▶ _WHAT YOU SHOULD DO_
All that is needed is the number of lines in the records that contain the word "iter", stated without anything else.

▶ _GIVEN INFORMATION_
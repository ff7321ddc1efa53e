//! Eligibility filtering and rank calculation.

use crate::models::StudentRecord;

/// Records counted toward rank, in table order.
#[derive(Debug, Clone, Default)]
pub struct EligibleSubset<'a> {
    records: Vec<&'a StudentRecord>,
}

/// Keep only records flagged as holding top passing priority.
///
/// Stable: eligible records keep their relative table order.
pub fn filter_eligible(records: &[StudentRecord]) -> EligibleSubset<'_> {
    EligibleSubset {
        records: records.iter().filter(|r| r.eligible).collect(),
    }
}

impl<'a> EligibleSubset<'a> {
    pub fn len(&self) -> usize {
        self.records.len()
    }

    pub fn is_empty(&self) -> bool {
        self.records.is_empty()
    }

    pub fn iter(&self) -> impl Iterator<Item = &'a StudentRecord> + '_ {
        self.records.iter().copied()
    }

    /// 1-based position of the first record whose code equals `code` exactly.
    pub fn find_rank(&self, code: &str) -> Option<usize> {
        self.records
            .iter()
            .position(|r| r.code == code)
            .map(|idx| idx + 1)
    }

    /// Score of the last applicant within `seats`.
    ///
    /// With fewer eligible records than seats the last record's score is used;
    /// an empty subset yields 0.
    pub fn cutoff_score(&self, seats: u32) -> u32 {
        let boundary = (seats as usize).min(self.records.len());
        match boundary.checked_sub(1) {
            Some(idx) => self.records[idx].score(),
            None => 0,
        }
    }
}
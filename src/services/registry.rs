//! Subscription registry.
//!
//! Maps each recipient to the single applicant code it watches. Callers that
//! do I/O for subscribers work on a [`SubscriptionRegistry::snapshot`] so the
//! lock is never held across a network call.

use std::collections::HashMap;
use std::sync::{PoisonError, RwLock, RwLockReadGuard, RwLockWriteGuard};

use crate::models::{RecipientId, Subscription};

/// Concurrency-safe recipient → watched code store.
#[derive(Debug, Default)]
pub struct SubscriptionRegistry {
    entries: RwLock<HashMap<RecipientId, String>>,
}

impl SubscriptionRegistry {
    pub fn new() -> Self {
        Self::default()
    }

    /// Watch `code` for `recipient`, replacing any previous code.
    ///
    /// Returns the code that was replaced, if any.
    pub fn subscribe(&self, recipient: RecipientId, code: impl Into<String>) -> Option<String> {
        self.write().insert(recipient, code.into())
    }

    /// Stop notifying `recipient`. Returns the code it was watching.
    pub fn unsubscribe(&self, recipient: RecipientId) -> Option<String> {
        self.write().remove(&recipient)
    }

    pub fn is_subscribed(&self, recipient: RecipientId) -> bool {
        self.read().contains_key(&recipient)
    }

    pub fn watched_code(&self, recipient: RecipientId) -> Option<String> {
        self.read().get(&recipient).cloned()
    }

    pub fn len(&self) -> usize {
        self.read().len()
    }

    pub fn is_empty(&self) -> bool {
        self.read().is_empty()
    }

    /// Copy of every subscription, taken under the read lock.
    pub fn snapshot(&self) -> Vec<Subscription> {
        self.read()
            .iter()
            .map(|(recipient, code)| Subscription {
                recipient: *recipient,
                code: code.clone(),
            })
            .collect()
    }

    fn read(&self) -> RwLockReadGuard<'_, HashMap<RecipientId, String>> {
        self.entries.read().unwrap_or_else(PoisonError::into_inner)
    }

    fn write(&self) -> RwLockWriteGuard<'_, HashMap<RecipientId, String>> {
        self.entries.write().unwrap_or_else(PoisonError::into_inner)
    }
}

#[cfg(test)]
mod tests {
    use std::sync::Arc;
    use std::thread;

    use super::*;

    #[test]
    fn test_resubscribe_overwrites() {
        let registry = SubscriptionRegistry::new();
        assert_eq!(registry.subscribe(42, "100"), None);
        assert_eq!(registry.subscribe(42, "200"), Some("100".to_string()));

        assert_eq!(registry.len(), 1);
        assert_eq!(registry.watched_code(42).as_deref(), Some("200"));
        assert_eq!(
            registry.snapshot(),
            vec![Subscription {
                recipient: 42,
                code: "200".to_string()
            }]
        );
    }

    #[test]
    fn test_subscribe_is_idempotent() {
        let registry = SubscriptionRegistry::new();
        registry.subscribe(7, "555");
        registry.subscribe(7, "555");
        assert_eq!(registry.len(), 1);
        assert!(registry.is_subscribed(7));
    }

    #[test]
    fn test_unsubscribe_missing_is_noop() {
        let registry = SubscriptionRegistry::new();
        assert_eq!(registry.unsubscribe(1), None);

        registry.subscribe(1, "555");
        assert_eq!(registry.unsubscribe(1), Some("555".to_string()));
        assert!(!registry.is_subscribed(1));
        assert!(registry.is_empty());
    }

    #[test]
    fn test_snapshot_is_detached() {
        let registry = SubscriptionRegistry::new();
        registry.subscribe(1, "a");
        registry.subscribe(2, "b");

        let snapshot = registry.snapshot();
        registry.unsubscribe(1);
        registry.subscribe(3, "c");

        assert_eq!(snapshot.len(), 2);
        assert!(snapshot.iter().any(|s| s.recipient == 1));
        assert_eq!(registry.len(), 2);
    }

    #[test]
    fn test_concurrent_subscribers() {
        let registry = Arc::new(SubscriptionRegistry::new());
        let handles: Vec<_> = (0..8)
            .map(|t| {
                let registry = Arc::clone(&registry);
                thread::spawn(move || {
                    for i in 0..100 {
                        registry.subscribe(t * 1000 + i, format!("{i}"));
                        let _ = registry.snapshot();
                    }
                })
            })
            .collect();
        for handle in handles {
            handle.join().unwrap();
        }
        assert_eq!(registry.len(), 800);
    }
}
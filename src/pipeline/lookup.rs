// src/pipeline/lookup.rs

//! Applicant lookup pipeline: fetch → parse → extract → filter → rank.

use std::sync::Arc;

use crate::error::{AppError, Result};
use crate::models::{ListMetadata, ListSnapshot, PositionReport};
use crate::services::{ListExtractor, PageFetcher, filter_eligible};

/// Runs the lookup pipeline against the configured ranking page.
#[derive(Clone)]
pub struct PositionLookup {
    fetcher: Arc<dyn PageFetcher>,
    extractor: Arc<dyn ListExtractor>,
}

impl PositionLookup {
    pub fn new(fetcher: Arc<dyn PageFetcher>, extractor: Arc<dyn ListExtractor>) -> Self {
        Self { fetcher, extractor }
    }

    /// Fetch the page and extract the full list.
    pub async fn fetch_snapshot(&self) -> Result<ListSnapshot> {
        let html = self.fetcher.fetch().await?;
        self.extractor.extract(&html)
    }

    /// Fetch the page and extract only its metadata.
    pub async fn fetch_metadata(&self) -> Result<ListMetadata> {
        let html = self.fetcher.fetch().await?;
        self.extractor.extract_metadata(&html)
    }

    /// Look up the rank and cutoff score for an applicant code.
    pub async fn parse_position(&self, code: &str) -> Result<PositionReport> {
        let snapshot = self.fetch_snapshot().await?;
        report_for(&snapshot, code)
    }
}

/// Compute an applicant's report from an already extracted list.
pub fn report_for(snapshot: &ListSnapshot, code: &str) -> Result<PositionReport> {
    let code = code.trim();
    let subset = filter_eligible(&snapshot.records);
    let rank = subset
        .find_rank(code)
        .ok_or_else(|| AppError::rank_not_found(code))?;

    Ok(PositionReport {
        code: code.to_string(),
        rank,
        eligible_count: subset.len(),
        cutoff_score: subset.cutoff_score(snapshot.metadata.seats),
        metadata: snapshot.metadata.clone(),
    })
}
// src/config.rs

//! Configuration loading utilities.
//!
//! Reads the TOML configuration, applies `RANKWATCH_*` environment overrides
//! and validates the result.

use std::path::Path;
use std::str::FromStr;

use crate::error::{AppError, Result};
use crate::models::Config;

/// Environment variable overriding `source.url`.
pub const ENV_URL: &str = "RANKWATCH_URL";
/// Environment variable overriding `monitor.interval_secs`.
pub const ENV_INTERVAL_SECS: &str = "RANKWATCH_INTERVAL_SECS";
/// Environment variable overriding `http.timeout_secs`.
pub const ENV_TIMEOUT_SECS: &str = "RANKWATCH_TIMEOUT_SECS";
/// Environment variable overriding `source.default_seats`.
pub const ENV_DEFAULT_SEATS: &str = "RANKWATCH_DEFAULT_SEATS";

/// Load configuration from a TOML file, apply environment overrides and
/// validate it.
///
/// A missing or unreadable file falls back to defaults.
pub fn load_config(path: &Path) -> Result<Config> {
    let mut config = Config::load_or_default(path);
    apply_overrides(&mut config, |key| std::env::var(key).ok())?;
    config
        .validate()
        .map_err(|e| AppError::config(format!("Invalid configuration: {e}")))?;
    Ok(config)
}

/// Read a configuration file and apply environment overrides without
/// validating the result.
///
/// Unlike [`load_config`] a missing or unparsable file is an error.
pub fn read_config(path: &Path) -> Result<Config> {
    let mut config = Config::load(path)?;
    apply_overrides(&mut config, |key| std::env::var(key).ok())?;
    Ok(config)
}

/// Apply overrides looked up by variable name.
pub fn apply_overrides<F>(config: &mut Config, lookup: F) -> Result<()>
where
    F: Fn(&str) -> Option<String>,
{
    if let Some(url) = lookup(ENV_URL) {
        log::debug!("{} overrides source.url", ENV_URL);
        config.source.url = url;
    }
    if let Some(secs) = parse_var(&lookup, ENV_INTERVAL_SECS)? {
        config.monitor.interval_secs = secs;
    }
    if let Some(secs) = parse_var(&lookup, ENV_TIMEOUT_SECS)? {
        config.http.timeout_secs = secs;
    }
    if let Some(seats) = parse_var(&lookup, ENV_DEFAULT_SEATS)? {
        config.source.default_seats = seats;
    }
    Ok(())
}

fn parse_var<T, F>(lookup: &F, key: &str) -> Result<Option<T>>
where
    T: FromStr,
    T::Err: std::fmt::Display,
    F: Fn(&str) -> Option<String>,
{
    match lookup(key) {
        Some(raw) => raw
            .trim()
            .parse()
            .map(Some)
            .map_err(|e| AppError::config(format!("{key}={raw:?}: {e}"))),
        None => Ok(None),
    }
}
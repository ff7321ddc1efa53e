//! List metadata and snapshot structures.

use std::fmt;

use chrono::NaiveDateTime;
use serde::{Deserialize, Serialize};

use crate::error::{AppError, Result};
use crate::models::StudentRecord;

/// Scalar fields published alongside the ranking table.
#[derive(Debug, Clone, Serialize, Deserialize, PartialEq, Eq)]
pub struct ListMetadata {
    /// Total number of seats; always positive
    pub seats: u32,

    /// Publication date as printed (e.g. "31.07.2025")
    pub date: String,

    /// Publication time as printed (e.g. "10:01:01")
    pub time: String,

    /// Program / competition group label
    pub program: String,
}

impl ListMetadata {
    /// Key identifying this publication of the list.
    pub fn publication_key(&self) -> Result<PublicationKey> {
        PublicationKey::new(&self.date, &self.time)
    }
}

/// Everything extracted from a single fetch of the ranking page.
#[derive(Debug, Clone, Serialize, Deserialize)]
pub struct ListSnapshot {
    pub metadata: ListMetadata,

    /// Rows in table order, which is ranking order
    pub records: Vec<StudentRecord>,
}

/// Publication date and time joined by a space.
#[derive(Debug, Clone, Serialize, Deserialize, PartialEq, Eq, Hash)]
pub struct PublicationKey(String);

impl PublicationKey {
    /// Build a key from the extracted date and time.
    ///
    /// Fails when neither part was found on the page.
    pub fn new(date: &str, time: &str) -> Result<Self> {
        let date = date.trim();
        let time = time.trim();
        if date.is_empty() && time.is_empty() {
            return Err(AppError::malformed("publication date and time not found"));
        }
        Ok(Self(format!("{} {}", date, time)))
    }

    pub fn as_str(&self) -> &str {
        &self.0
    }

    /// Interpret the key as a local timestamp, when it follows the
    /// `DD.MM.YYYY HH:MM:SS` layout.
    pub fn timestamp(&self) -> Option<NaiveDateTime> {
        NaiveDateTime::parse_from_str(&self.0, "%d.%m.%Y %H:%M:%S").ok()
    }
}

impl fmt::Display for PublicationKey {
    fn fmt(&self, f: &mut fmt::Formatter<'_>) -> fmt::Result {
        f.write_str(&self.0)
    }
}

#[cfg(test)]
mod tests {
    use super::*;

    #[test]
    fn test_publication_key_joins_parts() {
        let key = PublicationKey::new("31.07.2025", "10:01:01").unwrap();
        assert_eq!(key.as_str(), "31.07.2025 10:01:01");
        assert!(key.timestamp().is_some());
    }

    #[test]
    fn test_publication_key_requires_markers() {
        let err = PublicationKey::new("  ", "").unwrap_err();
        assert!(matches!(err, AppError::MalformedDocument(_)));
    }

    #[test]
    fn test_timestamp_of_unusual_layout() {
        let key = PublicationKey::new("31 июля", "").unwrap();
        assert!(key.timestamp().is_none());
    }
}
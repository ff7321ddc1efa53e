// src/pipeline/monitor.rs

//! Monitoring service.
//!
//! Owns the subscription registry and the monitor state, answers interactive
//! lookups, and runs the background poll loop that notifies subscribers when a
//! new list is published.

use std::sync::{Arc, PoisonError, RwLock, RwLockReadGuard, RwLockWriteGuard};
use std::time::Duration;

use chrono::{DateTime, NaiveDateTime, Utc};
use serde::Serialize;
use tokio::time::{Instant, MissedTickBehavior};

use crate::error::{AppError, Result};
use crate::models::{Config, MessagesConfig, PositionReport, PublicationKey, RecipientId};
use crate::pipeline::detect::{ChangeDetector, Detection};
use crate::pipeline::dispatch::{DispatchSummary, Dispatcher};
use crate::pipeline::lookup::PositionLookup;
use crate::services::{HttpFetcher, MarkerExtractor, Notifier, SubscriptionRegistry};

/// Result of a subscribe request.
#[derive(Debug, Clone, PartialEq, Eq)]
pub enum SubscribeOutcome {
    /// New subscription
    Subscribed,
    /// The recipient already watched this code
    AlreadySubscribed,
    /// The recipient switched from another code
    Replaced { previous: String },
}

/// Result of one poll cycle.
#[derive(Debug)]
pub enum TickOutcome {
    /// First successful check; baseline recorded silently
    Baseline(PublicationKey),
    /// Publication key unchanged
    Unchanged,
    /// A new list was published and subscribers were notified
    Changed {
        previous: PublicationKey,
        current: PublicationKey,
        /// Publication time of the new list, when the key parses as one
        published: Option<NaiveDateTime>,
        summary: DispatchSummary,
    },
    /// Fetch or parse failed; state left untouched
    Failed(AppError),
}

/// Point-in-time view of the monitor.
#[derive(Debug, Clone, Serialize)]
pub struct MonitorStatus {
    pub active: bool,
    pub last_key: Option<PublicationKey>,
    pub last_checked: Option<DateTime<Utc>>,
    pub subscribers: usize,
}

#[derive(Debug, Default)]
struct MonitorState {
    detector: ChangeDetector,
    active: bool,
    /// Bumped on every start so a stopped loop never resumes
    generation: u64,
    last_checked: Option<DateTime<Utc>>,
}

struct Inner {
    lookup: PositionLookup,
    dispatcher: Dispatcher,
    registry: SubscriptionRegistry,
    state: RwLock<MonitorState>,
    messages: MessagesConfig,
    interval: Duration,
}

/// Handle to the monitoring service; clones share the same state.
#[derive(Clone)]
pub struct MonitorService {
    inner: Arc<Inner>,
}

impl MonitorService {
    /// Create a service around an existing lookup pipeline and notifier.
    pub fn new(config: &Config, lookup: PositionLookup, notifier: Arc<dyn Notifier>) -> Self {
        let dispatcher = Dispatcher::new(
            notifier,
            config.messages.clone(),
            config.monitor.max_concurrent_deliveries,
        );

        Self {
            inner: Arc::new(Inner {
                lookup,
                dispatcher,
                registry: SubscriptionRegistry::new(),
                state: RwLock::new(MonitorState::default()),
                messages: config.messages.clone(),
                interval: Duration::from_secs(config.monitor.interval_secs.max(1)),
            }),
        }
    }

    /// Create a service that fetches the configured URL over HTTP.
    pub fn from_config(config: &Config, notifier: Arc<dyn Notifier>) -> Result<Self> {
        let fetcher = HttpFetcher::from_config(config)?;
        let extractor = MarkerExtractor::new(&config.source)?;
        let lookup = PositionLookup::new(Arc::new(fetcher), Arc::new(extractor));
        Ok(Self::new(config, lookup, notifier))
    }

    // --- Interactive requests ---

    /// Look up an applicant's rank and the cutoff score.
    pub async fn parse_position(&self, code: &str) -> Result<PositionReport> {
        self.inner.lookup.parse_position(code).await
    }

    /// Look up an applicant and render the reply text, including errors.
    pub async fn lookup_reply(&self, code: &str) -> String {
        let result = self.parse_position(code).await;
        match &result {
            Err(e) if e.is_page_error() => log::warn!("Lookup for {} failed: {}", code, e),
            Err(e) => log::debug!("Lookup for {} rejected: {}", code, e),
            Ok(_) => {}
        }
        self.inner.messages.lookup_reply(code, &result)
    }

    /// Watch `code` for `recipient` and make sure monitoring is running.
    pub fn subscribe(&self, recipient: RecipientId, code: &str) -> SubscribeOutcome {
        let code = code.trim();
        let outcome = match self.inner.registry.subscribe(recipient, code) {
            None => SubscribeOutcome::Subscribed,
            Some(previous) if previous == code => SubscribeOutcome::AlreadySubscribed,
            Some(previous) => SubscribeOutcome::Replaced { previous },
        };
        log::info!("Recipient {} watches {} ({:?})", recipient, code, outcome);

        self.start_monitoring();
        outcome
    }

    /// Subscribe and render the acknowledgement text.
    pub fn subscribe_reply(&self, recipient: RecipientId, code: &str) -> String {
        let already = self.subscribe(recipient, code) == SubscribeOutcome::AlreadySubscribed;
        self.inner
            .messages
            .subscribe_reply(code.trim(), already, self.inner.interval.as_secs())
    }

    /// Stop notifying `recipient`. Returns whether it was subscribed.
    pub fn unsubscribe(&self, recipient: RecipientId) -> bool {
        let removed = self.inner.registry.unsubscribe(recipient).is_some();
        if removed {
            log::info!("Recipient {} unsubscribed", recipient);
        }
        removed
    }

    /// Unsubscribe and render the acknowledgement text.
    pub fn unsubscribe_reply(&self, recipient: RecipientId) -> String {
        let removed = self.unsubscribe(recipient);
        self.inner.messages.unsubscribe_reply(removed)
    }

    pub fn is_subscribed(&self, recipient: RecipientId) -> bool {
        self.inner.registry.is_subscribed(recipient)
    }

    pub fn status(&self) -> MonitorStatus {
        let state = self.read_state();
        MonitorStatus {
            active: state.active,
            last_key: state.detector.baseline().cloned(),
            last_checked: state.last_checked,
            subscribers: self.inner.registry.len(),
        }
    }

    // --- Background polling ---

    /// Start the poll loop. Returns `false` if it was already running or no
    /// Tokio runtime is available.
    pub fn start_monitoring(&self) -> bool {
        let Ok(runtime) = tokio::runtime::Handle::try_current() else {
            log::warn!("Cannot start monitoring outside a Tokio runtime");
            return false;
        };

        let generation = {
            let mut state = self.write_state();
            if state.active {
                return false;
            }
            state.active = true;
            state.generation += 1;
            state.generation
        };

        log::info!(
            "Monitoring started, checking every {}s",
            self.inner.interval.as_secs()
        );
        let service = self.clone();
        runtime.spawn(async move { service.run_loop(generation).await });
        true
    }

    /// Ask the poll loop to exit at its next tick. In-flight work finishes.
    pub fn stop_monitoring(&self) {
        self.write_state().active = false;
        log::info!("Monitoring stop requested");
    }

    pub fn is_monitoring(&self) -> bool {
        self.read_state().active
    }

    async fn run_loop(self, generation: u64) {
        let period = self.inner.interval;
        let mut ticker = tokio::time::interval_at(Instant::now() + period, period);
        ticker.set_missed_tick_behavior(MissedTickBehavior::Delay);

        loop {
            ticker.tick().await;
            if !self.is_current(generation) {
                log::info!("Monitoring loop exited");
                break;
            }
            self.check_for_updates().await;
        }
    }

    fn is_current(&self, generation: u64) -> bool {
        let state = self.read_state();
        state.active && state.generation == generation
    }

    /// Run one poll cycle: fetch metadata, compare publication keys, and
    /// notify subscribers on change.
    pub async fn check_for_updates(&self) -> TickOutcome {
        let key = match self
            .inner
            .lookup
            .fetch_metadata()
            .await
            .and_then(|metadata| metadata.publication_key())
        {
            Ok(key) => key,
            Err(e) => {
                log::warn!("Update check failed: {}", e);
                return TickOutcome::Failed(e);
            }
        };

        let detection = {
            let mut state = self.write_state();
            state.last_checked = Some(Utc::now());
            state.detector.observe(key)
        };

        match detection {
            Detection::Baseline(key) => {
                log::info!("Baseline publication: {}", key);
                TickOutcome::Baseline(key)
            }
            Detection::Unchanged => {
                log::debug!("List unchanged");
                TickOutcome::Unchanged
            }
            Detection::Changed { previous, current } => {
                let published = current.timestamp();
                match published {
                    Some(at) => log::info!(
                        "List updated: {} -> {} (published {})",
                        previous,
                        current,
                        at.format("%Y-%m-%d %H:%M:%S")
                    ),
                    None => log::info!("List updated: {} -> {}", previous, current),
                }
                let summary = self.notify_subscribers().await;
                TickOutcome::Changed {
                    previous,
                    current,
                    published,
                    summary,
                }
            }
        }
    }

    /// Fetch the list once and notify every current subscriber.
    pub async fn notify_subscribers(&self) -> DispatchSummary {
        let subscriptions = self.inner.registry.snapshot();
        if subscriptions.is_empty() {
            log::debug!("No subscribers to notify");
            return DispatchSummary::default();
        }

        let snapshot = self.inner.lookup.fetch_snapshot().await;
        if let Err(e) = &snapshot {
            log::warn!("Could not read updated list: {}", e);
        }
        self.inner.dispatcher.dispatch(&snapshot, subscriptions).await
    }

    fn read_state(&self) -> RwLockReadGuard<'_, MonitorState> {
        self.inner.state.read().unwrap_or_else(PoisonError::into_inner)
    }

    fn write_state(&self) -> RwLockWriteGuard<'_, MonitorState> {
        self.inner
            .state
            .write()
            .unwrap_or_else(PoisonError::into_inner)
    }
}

▶ _WRITTEN REPLY_
6